The object of a crop havesting machine called a mower conditioner is to cut a swath of standing crop, condition the cut crop uniformly, and then deposit the conditioned crop in a uniform windrow (or swath) back on the field. To condition the crop, the swath of cut crop is fed through a conditioning zone defined between a pair of conditioning rolls in the machine. The rolls typically have conditioning elements defined about their peripheries and are yieldably biased toward one another to apply sufficient pressure to adjacent portions of the crop stems to crack or crimp the stems as they pass through the zone. Crimping of the stems enhances release of moisture by the stems and curing of the stems at the same rate as the leaves of the stems while the cut and conditioned crop rests in the field. However, the view that the rolls are conventionally configured with cooperating conditioning elements having uniform height and width dimensions which, therefore, define a conditioning zone having uniform dimensions, in order to condition the crop uniformly the swath of crop being fed through the zone needs to be of generally uniform thickness.
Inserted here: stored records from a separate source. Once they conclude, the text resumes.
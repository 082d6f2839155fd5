//! Funnel layout: pure geometry mapping (viewport, selection) to node
//! positions, plus the per-frame hit-test registry.

use bevy::prelude::*;

use crate::data::{BranchKind, ResultKind};
use crate::diagram::interaction::Selection;
use crate::diagram::ViewportSize;

pub const ROOT_RADIUS: f32 = 55.0;
pub const BRANCH_RADIUS: f32 = 42.0;
pub const RESULT_RADIUS: f32 = 35.0;

const ROOT_BAND_Y: f32 = 80.0;
const BRANCH_BAND_Y: f32 = 200.0;
const RESULT_BAND_Y: f32 = 340.0;

/// Branch x offsets as fractions of viewport width, left to right.
const BRANCH_X_FRACTIONS: [f32; 4] = [-0.3, -0.1, 0.1, 0.3];
/// Lateral offsets of the three outcome orbs under the selected branch.
const RESULT_X_OFFSETS: [f32; 3] = [-80.0, 0.0, 80.0];

/// Identity of a drawn node.
#[derive(Clone, Copy, Debug, PartialEq, Eq)]
pub enum NodeId {
    Root,
    Branch(BranchKind),
    Result(ResultKind),
}

impl NodeId {
    pub fn label(&self) -> &'static str {
        match self {
            NodeId::Root => "Sent",
            NodeId::Branch(kind) => kind.label(),
            NodeId::Result(kind) => kind.label(),
        }
    }
}

/// One node's geometry in logical screen coordinates (origin top-left).
#[derive(Clone, Copy, Debug, PartialEq)]
pub struct NodeGeom {
    pub id: NodeId,
    pub x: f32,
    pub y: f32,
    pub radius: f32,
}

impl NodeGeom {
    pub fn center(&self) -> Vec2 {
        Vec2::new(self.x, self.y)
    }
}

/// Node geometry for one frame: the root, the four branches, and the
/// outcome orbs of the selected branch (empty when the whole funnel is
/// shown).
#[derive(Resource, Clone, Debug, PartialEq)]
pub struct DiagramLayout {
    pub root: NodeGeom,
    pub branches: [NodeGeom; 4],
    pub results: Vec<NodeGeom>,
}

impl DiagramLayout {
    pub fn compute(width: f32, _height: f32, selection: Selection) -> Self {
        let center_x = width * 0.5;

        let root = NodeGeom {
            id: NodeId::Root,
            x: center_x,
            y: ROOT_BAND_Y,
            radius: ROOT_RADIUS,
        };

        let branches = std::array::from_fn(|i| NodeGeom {
            id: NodeId::Branch(BranchKind::ALL[i]),
            x: center_x + BRANCH_X_FRACTIONS[i] * width,
            y: BRANCH_BAND_Y,
            radius: BRANCH_RADIUS,
        });

        let results = match selection.branch() {
            None => Vec::new(),
            Some(kind) => {
                let branch_x = center_x + BRANCH_X_FRACTIONS[branch_index(kind)] * width;
                ResultKind::ALL
                    .iter()
                    .zip(RESULT_X_OFFSETS)
                    .map(|(&result, dx)| NodeGeom {
                        id: NodeId::Result(result),
                        x: branch_x + dx,
                        y: RESULT_BAND_Y,
                        radius: RESULT_RADIUS,
                    })
                    .collect()
            }
        };

        Self {
            root,
            branches,
            results,
        }
    }

    /// Nodes in registry/paint order: root, branches, then results.
    pub fn nodes(&self) -> impl Iterator<Item = &NodeGeom> {
        std::iter::once(&self.root)
            .chain(self.branches.iter())
            .chain(self.results.iter())
    }

    pub fn branch_geom(&self, kind: BranchKind) -> &NodeGeom {
        &self.branches[branch_index(kind)]
    }
}

impl Default for DiagramLayout {
    fn default() -> Self {
        Self::compute(0.0, 0.0, Selection::All)
    }
}

fn branch_index(kind: BranchKind) -> usize {
    match kind {
        BranchKind::Initial => 0,
        BranchKind::Followup => 1,
        BranchKind::Manual => 2,
        BranchKind::Conditional => 3,
    }
}

/// Per-frame hit-test registry. Written exclusively by `layout_system` each
/// frame; read exclusively by the pointer systems afterwards. Both run on
/// the single-threaded Update schedule, so ordering is the only contract.
#[derive(Resource, Default)]
pub struct NodeRegistry {
    pub nodes: Vec<NodeGeom>,
}

/// Recompute the layout and overwrite the registry. A zero-area rendering
/// surface skips the tick entirely, leaving the previous registry in place.
pub fn layout_system(
    viewport: Res<ViewportSize>,
    selection: Res<Selection>,
    mut layout: ResMut<DiagramLayout>,
    mut registry: ResMut<NodeRegistry>,
) {
    if viewport.is_zero() {
        return;
    }

    let next = DiagramLayout::compute(viewport.width, viewport.height, *selection);
    layout.set_if_neq(next);

    registry.nodes.clear();
    registry.nodes.extend(layout.nodes().copied());
}

/// Convert logical screen coordinates (origin top-left, y down) to 2D world
/// coordinates (origin center, y up).
pub fn screen_to_world(point: Vec2, viewport: &ViewportSize) -> Vec2 {
    Vec2::new(
        point.x - viewport.width * 0.5,
        viewport.height * 0.5 - point.y,
    )
}

#[cfg(test)]
mod tests {
    use super::*;

    #[test]
    fn layout_is_deterministic() {
        let a = DiagramLayout::compute(1280.0, 720.0, Selection::Branch(BranchKind::Manual));
        let b = DiagramLayout::compute(1280.0, 720.0, Selection::Branch(BranchKind::Manual));
        assert_eq!(a, b);
    }

    #[test]
    fn result_nodes_exist_iff_a_branch_is_selected() {
        let all = DiagramLayout::compute(1280.0, 720.0, Selection::All);
        assert!(all.results.is_empty());

        for kind in BranchKind::ALL {
            let selected = DiagramLayout::compute(1280.0, 720.0, Selection::Branch(kind));
            assert_eq!(selected.results.len(), 3);
        }
    }

    #[test]
    fn results_sit_under_the_selected_branch() {
        let layout = DiagramLayout::compute(1000.0, 700.0, Selection::Branch(BranchKind::Followup));
        let branch = layout.branch_geom(BranchKind::Followup);

        let xs: Vec<f32> = layout.results.iter().map(|n| n.x - branch.x).collect();
        assert_eq!(xs, vec![-80.0, 0.0, 80.0]);
        assert!(layout.results.iter().all(|n| n.y > branch.y));
    }

    #[test]
    fn root_is_horizontally_centered() {
        let layout = DiagramLayout::compute(900.0, 600.0, Selection::All);
        assert_eq!(layout.root.x, 450.0);
        assert_eq!(layout.root.y, 80.0);
    }

    #[test]
    fn radii_shrink_down_the_hierarchy() {
        let layout = DiagramLayout::compute(1280.0, 720.0, Selection::Branch(BranchKind::Initial));
        let branch = layout.branch_geom(BranchKind::Initial);

        assert!(layout.root.radius > branch.radius);
        assert!(branch.radius > layout.results[0].radius);
    }

    #[test]
    fn nodes_iterate_in_registry_order() {
        let layout = DiagramLayout::compute(1280.0, 720.0, Selection::Branch(BranchKind::Initial));
        let ids: Vec<NodeId> = layout.nodes().map(|n| n.id).collect();

        assert_eq!(ids[0], NodeId::Root);
        assert_eq!(ids[1], NodeId::Branch(BranchKind::Initial));
        assert_eq!(ids[4], NodeId::Branch(BranchKind::Conditional));
        assert_eq!(ids[5], NodeId::Result(ResultKind::Delivered));
        assert_eq!(ids.len(), 8);
    }

    #[test]
    fn screen_to_world_flips_y_around_the_viewport_center() {
        let viewport = ViewportSize {
            width: 800.0,
            height: 600.0,
        };

        assert_eq!(
            screen_to_world(Vec2::new(400.0, 300.0), &viewport),
            Vec2::ZERO
        );
        assert_eq!(
            screen_to_world(Vec2::new(0.0, 0.0), &viewport),
            Vec2::new(-400.0, 300.0)
        );
    }
}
Commercial models of mower conditioners often vary in cutting widths from eight to sixteen feet or more while the maximum operative length of the conditioning rolls is generally nine to ten feet. In view of the trend toward use of larger size equipment, a substantial porportion of mower conditioners being used today cut a crop swath which is substantially wider than the length of the conditioning rolls. This necessitates employment of means such as an auger to consolidate the cut crop into a layer of crop which is narrower in width than the swath of standing crop cut from the field. However, in the case of many, if not most, commercial mower conditioner models, the space available in the machine in which to accomplish consolidation of the swath of cut crop is too short to achieve a crop layer having generally uniform thickness. Ordinarily, the crop layer is generally thicker along its opposite longitudinal edge portions, being produced typically by wads of crop, than along its main portion. This problem is especially acute in heavy, wet crop conditions and becomes more severe as the width of the crop swath cut by the machine increases. Frequently, the thicker amount of cut crop feeding into the ends of the conditioning rolls tends to bind and accumulate there, resulting in excessive wear at the ends of the rolls.
In view that the conventional practice is to provide a crop conditioning zone having uniform dimensions, the objective of achieving substantially uniform conditioning of a significantly non-uniform crop layer is generally unattainable. Instead, the greater thickness of the crop layer at its opposite edges causes overconditioning of the crop along the opposite edges and, concurrently overloading of the yieldably biased conditioning rolls. Such overloading at the opposite ends of the rolls causes them to separate and the conditioning zone defined therebetween to enlarge uniformly which, in turn, results in underconditioning of the main portion of the crop layer passing through the zone. As a consequence, the crop layer is conditioned non-uniformly and will later cure non-uniformly in windrow form on the field.